CASSELS, JOHN LANG (15 Sept. 1808-11 June 1879), a founder of Cleveland Medical College, now the medical school of CASE WESTERN RESERVE UNIVERSITY, was born in Glasgow, Scotland, attended the University of Glasgow (1824-26), and emigrated to Utica, N.Y. in 1827. He enrolled at the College of Physicians & Surgeons of the Western District of the State of New York in 1831, meeting Dr. JOHN DELAMATER, and receiving his medical degree in 1834. He taught anatomy, chemistry, geology, mineralogy, and botany. In the 1830s, Cassels became a professor at Willoughby Medical College until 1843, resigning to establish, with Delamater, HORACE ACKLEY, and JARED POTTER KIRTLAND, the Cleveland Medical College under the charter of Western Reserve University. Cassels taught chemistry, pharmacy, materia medica, toxicology, and botany there for 30 years and was also dean.
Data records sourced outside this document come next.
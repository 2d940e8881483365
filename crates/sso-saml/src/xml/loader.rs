//! Hardened XML loader.

use sso_core::XmlLimits;

use super::document::{XmlAttribute, XmlDocument, XmlElement, XmlNode};
use crate::error::{SamlError, SamlResult};

/// Limits enforced by [`XmlLoader`].
#[derive(Debug, Clone, Copy, PartialEq, Eq)]
pub struct LoaderOptions {
    /// Maximum raw message size in bytes.
    pub max_message_bytes: usize,
    /// Maximum number of nodes the parser may allocate.
    pub max_nodes: u32,
    /// Maximum element nesting depth, the document element being depth 1.
    pub max_depth: usize,
}

impl Default for LoaderOptions {
    fn default() -> Self {
        XmlLimits::default().into()
    }
}

impl From<XmlLimits> for LoaderOptions {
    fn from(limits: XmlLimits) -> Self {
        Self {
            max_message_bytes: limits.max_message_bytes,
            max_nodes: limits.max_nodes,
            max_depth: limits.max_depth,
        }
    }
}

/// Parses untrusted XML into an [`XmlDocument`].
///
/// Document type declarations are refused outright, so neither internal
/// nor external entities can be declared. External resources are never
/// fetched and XInclude is not processed.
#[derive(Debug, Clone, Default)]
pub struct XmlLoader {
    options: LoaderOptions,
}

impl XmlLoader {
    /// Creates a loader with default limits.
    #[must_use]
    pub fn new() -> Self {
        Self::default()
    }

    /// Creates a loader with the given limits.
    #[must_use]
    pub const fn with_options(options: LoaderOptions) -> Self {
        Self { options }
    }

    /// Returns the configured limits.
    #[must_use]
    pub const fn options(&self) -> &LoaderOptions {
        &self.options
    }

    /// Parses `raw` into a document.
    ///
    /// Surrounding whitespace is trimmed first. Comment nodes are kept only
    /// when `preserve_comments` is set.
    ///
    /// ## Errors
    ///
    /// Returns [`SamlError::XmlParse`] if the input is malformed, declares a
    /// DTD, references an undeclared entity, or exceeds a configured limit.
    pub fn parse(&self, raw: &str, preserve_comments: bool) -> SamlResult<XmlDocument> {
        if raw.len() > self.options.max_message_bytes {
            return Err(SamlError::XmlParse(format!(
                "message of {} bytes exceeds the limit of {} bytes",
                raw.len(),
                self.options.max_message_bytes
            )));
        }

        let opts = roxmltree::ParsingOptions {
            allow_dtd: false,
            nodes_limit: self.options.max_nodes,
            ..roxmltree::ParsingOptions::default()
        };
        let doc = roxmltree::Document::parse_with_options(raw.trim(), opts)?;

        let root = self.convert(doc.root_element(), preserve_comments, 1)?;
        Ok(XmlDocument::new(root, preserve_comments))
    }

    /// Parses raw bytes, which must be UTF-8.
    ///
    /// ## Errors
    ///
    /// Returns [`SamlError::XmlParse`] if the bytes are not UTF-8 or
    /// [`XmlLoader::parse`] fails.
    pub fn parse_bytes(&self, raw: &[u8], preserve_comments: bool) -> SamlResult<XmlDocument> {
        let text = std::str::from_utf8(raw)
            .map_err(|e| SamlError::XmlParse(format!("message is not UTF-8: {e}")))?;
        self.parse(text, preserve_comments)
    }

    fn convert(
        &self,
        node: roxmltree::Node<'_, '_>,
        preserve_comments: bool,
        depth: usize,
    ) -> SamlResult<XmlElement> {
        if depth > self.options.max_depth {
            return Err(SamlError::XmlParse(format!(
                "element nesting exceeds the limit of {}",
                self.options.max_depth
            )));
        }

        let tag = node.tag_name();
        let attributes = node
            .attributes()
            .map(|a| XmlAttribute {
                namespace: a.namespace().map(str::to_string),
                local_name: a.name().to_string(),
                value: a.value().to_string(),
            })
            .collect();

        let mut children = Vec::new();
        for child in node.children() {
            if child.is_element() {
                children.push(XmlNode::Element(self.convert(
                    child,
                    preserve_comments,
                    depth + 1,
                )?));
            } else if child.is_text() {
                if let Some(text) = child.text() {
                    children.push(XmlNode::Text(text.to_string()));
                }
            } else if child.is_comment() && preserve_comments {
                children.push(XmlNode::Comment(
                    child.text().unwrap_or_default().to_string(),
                ));
            }
        }

        Ok(XmlElement {
            namespace: tag.namespace().map(str::to_string),
            local_name: tag.name().to_string(),
            attributes,
            children,
        })
    }
}
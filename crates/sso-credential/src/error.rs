//! Credential resolution errors.

use sso_spi::SpiError;
use thiserror::Error;

/// Result type for credential resolution.
pub type CredentialResult<T> = Result<T, CredentialError>;

/// Boxed error from the tenant context machinery.
pub type BoxError = Box<dyn std::error::Error + Send + Sync>;

/// Errors raised while resolving a tenant credential.
#[derive(Debug, Error)]
pub enum CredentialError {
    /// The tenant directory could not resolve the domain.
    #[error("error getting the tenant id for the domain {domain}")]
    TenantLookup {
        /// The tenant domain.
        domain: String,
        /// The directory failure.
        #[source]
        source: SpiError,
    },

    /// The tenant flow or tenant registry could not be initialized.
    #[error("error initializing the tenant context of {domain}")]
    TenantContext {
        /// The tenant domain.
        domain: String,
        /// The underlying failure.
        #[source]
        source: BoxError,
    },

    /// A keystore could not be obtained.
    #[error("error loading the key store {name}")]
    KeyStore {
        /// Keystore name.
        name: String,
        /// The keystore backend failure.
        #[source]
        source: SpiError,
    },

    /// The tenant's keystore does not exist.
    #[error("key store {name} not found")]
    KeyStoreNotFound {
        /// Keystore name.
        name: String,
    },

    /// No certificate is stored under the alias.
    #[error("Cannot find a certificate with the alias {alias} in the {key_store} key store")]
    CertificateNotFound {
        /// The certificate alias.
        alias: String,
        /// The keystore that was searched.
        key_store: String,
    },

    /// The certificate bytes are not a valid X.509 certificate.
    #[error("invalid X.509 certificate: {0}")]
    InvalidCertificate(String),

    /// The resolver is misconfigured.
    #[error("configuration error: {0}")]
    Configuration(String),
}

impl CredentialError {
    /// Returns the tenant domain involved, if the error carries one.
    #[must_use]
    pub fn domain(&self) -> Option<&str> {
        match self {
            Self::TenantLookup { domain, .. } | Self::TenantContext { domain, .. } => Some(domain),
            _ => None,
        }
    }
}
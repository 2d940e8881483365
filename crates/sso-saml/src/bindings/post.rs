//! HTTP-POST binding decoding.

use base64::Engine;

use crate::error::{SamlError, SamlResult};

/// Form parameter carrying the response.
pub const SAML_RESPONSE_PARAM: &str = "SAMLResponse";

/// A message received through the HTTP-POST binding.
#[derive(Debug, Clone, PartialEq, Eq)]
pub struct PostMessage {
    /// The decoded XML message.
    pub xml: String,
    /// The RelayState, if present.
    pub relay_state: Option<String>,
}

/// HTTP-POST binding decoder.
#[derive(Debug, Clone, Copy, Default)]
pub struct HttpPostBinding;

impl HttpPostBinding {
    /// Decodes the `SAMLResponse` and `RelayState` form values.
    ///
    /// ## Errors
    ///
    /// Returns [`SamlError::InvalidBinding`] if the response parameter is
    /// missing, or any error of [`decode_post_message`].
    pub fn decode_response(
        saml_response: Option<&str>,
        relay_state: Option<&str>,
    ) -> SamlResult<PostMessage> {
        let encoded = saml_response.ok_or_else(|| {
            SamlError::InvalidBinding(format!("no {SAML_RESPONSE_PARAM} parameter"))
        })?;

        Ok(PostMessage {
            xml: decode_post_message(encoded)?,
            relay_state: relay_state.map(String::from),
        })
    }
}

/// Decodes a base64 POST-binding value into XML.
///
/// Whitespace inside the value (line breaks inserted by some identity
/// providers) is ignored.
///
/// ## Errors
///
/// Returns [`SamlError::Base64Decode`] if the value is not valid base64 and
/// [`SamlError::InvalidBinding`] if the decoded bytes are not UTF-8.
pub fn decode_post_message(encoded: &str) -> SamlResult<String> {
    let compact: String = encoded.chars().filter(|c| !c.is_ascii_whitespace()).collect();
    if compact.is_empty() {
        return Err(SamlError::InvalidBinding("empty message".to_string()));
    }

    let decoded = base64::engine::general_purpose::STANDARD.decode(compact)?;

    String::from_utf8(decoded)
        .map_err(|e| SamlError::InvalidBinding(format!("invalid UTF-8 in message: {e}")))
}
Cassels studied chemistry, concentrating on toxicology, often serving as an expert witness at criminal trials. He also studied food and water, checking Lake Erie water for purity. Cassels was also a geologist employed by Cleveland industrialists to explore for deposits, and in 1846 claimed large deposits of iron ore on the southern shore of Lake Superior. Known as Cleveland Mountain, this provided the city with the ore necessary to begin its iron and steel industries.
Cassels lectured and published many articles. He never practiced medicine privately in Cleveland. Suffering a stroke in 1873, Cassels retired and was made professor emeritus of WRU. He was married in 1838 to Cornelia Olin of Vermont; they had 1 daughter.